For a group $G$ let $i(G) = \{n \ge 1 \mid \exists g \in G, \mathrm{ord}(g)=n \}$ denote the set of integers that occur as order of an element in $G$. Which of the following is/are true?
- If $n,m \in i(G)$ then $\gcd(n,m) \in i(G)$.
- If $n,m \in i(G)$ then $\mathrm{lcm}(n,m) \in i(G)$.
- For any prime $p$ and natural number $n$ there exists $G$ such that $i(G) = \left\{1,p,p^2,...,p^n\right\}$.

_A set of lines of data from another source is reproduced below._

//! Identity exchange against a mock identity service

use amr_console::auth::cognito::CognitoConfig;
use amr_console::auth::{CognitoIdentityExchange, CredentialError, IdentityExchange, IdentityProof};
use serde_json::json;
use std::time::Duration;
use wiremock::matchers::{body_partial_json, header, method};
use wiremock::{Mock, MockServer, ResponseTemplate};

const GET_ID: &str = "AWSCognitoIdentityService.GetId";
const GET_CREDENTIALS: &str = "AWSCognitoIdentityService.GetCredentialsForIdentity";
const IDENTITY_ID: &str = "us-east-1:11111111-2222-3333-4444-555555555555";

fn exchange_for(server: &MockServer) -> CognitoIdentityExchange {
    CognitoIdentityExchange::new(CognitoConfig {
        region: "us-east-1".to_string(),
        identity_pool_id: "us-east-1:pool".to_string(),
        user_pool_id: "us-east-1_ABC123".to_string(),
        endpoint: Some(format!("{}/", server.uri())),
        timeout: Duration::from_secs(5),
    })
    .unwrap()
}

async fn mount_get_id(server: &MockServer, expected_calls: u64) {
    Mock::given(method("POST"))
        .and(header("x-amz-target", GET_ID))
        .and(header("content-type", "application/x-amz-json-1.1"))
        .and(body_partial_json(json!({
            "IdentityPoolId": "us-east-1:pool",
            "Logins": {"cognito-idp.us-east-1.amazonaws.com/us-east-1_ABC123": "id-token"}
        })))
        .respond_with(ResponseTemplate::new(200).set_body_json(json!({
            "IdentityId": IDENTITY_ID
        })))
        .expect(expected_calls)
        .mount(server)
        .await;
}

fn credentials_body() -> serde_json::Value {
    json!({
        "IdentityId": IDENTITY_ID,
        "Credentials": {
            "AccessKeyId": "ASIAEXAMPLE",
            "SecretKey": "secret-example",
            "SessionToken": "session-example",
            "Expiration": 1_704_114_000.0
        }
    })
}

#[tokio::test]
async fn test_exchange_returns_credentials_and_caches_identity_id() {
    // Arrange
    let server = MockServer::start().await;
    mount_get_id(&server, 1).await;
    Mock::given(method("POST"))
        .and(header("x-amz-target", GET_CREDENTIALS))
        .and(body_partial_json(json!({"IdentityId": IDENTITY_ID})))
        .respond_with(ResponseTemplate::new(200).set_body_json(credentials_body()))
        .expect(2)
        .mount(&server)
        .await;
    let exchange = exchange_for(&server);
    let proof = IdentityProof::new("id-token");

    // Act
    let first = exchange.exchange(&proof).await.unwrap();
    let second = exchange.exchange(&proof).await.unwrap();

    // Assert
    assert_eq!(first.access_key_id, "ASIAEXAMPLE");
    assert_eq!(first.secret_access_key, "secret-example");
    assert_eq!(first.session_token.as_deref(), Some("session-example"));
    assert_eq!(first.expires_at.timestamp(), 1_704_114_000);
    assert_eq!(first.identity_id.as_deref(), Some(IDENTITY_ID));
    assert_eq!(second.access_key_id, first.access_key_id);
    assert_eq!(exchange.identity_id().as_deref(), Some(IDENTITY_ID));
}

#[tokio::test]
async fn test_not_authorized_requires_reauthentication() {
    let server = MockServer::start().await;
    Mock::given(method("POST"))
        .and(header("x-amz-target", GET_ID))
        .respond_with(ResponseTemplate::new(400).set_body_json(json!({
            "__type": "NotAuthorizedException",
            "message": "Invalid login token. Token expired."
        })))
        .mount(&server)
        .await;
    let exchange = exchange_for(&server);

    let err = exchange
        .exchange(&IdentityProof::new("id-token"))
        .await
        .unwrap_err();

    assert!(matches!(err, CredentialError::IdentityRejected(_)));
    assert!(err.requires_reauthentication());
}

#[tokio::test]
async fn test_missing_credentials_in_response() {
    let server = MockServer::start().await;
    mount_get_id(&server, 1).await;
    Mock::given(method("POST"))
        .and(header("x-amz-target", GET_CREDENTIALS))
        .respond_with(ResponseTemplate::new(200).set_body_json(json!({
            "IdentityId": IDENTITY_ID
        })))
        .mount(&server)
        .await;
    let exchange = exchange_for(&server);

    let err = exchange
        .exchange(&IdentityProof::new("id-token"))
        .await
        .unwrap_err();

    assert_eq!(err, CredentialError::MissingCredentials);
}

#[tokio::test]
async fn test_server_error_is_retryable() {
    let server = MockServer::start().await;
    Mock::given(method("POST"))
        .respond_with(ResponseTemplate::new(503).set_body_string("Service Unavailable"))
        .mount(&server)
        .await;
    let exchange = exchange_for(&server);

    let err = exchange
        .exchange(&IdentityProof::new("id-token"))
        .await
        .unwrap_err();

    assert!(matches!(err, CredentialError::Exchange(ref m) if m.contains("503")));
    assert!(!err.requires_reauthentication());
}

async fn mount_credentials(server: &MockServer) {
    Mock::given(method("POST"))
        .and(header("x-amz-target", GET_CREDENTIALS))
        .respond_with(ResponseTemplate::new(200).set_body_json(credentials_body()))
        .mount(server)
        .await;
}

#[tokio::test]
async fn test_new_id_token_resolves_new_identity_id() {
    // Arrange
    let server = MockServer::start().await;
    Mock::given(method("POST"))
        .and(header("x-amz-target", GET_ID))
        .respond_with(ResponseTemplate::new(200).set_body_json(json!({
            "IdentityId": IDENTITY_ID
        })))
        .expect(2)
        .mount(&server)
        .await;
    mount_credentials(&server).await;
    let exchange = exchange_for(&server);

    // Act
    exchange
        .exchange(&IdentityProof::new("token-operator-a"))
        .await
        .unwrap();
    exchange
        .exchange(&IdentityProof::new("token-operator-b"))
        .await
        .unwrap();

    // Assert: GetId expectation of 2 calls is verified when the server drops
}

#[tokio::test]
async fn test_forget_identity_clears_identity_id() {
    let server = MockServer::start().await;
    mount_get_id(&server, 2).await;
    mount_credentials(&server).await;
    let exchange = exchange_for(&server);
    let proof = IdentityProof::new("id-token");

    exchange.exchange(&proof).await.unwrap();
    exchange.forget_identity();
    assert_eq!(exchange.identity_id(), None);

    exchange.exchange(&proof).await.unwrap();
    assert_eq!(exchange.identity_id().as_deref(), Some(IDENTITY_ID));
}
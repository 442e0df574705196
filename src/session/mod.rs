//! Connection lifecycle: orchestration, liveness, backoff and commands

pub mod backoff;
pub mod dispatcher;
pub mod liveness;
pub mod orchestrator;
pub mod state;

pub use backoff::{ReconnectPolicy, ReconnectionDecision};
pub use dispatcher::{CommandDispatcher, DispatchError};
pub use liveness::{LivenessMonitor, LivenessSignal, LivenessState, Staleness};
pub use orchestrator::{ConnectionOrchestrator, ConsoleCommand, ConsoleHandle};
pub use state::{ConsoleState, ConsoleStatus, DeviceStateStore, ShadowStatus};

I am adding now my answers and I just need verification:
From Lagrange's theorem, every order of a subgroup (even of an element) divides the order of the group itself. So, if $n,m \in i(G)$ and $o(G)$ is the order of $G$, we have that: $n|o(G)$ and $m|o(G)$. So, if let's say $n \ge m$, $\gcd(n,m)=m$ (the smaller number) and $\mathrm{lcm}(n,m)=n$ (the bigger number) and both are in $i(G)$ (first two questions are true). For the 3rd question, using Lagrange's theorem again we have that: $p|o(G),p^2|o(G) \implies o(G)=kp,o(G)=lp^2 \implies p=\frac{k}{l} \implies $ let us choose $k=p$ and $l=1$. That means $o(G)=p^2$, but that can be made to be not possible, if we choose $n=p^2$ and so $|i(G)|=p^2+1>p^2$, a contradiction. So the last question is false.
Full answer:
For $\gcd(n,m)$ as noted in the comments by Marc Bogaerts, there is a stronger result. Suppose $g\in G$ with $o(g)=n$ and $d|n$ then $g^{n/d}$ has order $d$.
For $\mathrm{lcm}(n,m)$ this does not hold - e.g. $S_3$ has elements of order $2$ and $3$ but not $6$.
For the third part, $G$ could be for example the cyclic group of order $p^n$. If $G=\langle x \mid x^{p^n}=1\rangle$ then $x^{p^{n-r}}$ has order $p^r$ and any element of $G$ has order dividing $p^n$ so $i(G)=\{1,p,\dots,p^n\}$.
Why your proof is incorrect:
You say $n|o(G)$ and $m|o(G)$ then $\gcd(n,m)=\min(n,m)$ which is false. Consider for example $\Bbb{Z}_6$ in which $2$ has order $3$ and $3$ has order $2$, but $\gcd(2,3)=1$.
Your explanation for the third part doesn't make a lot of sense. For any such $p,n$ you want to find $G$, but you seem to find $G$ and then change $n$ to show that your choice of $G$ doesn't work. If you choose $o(G)=p^2$ then $i(G)$ is $\{1,p\}$ or $\left\{1,p,p^2\right\}$. If however you choose $o(G)=p^n$ then as I've shown above there is a choice of $G$ with the correct $i(G)$.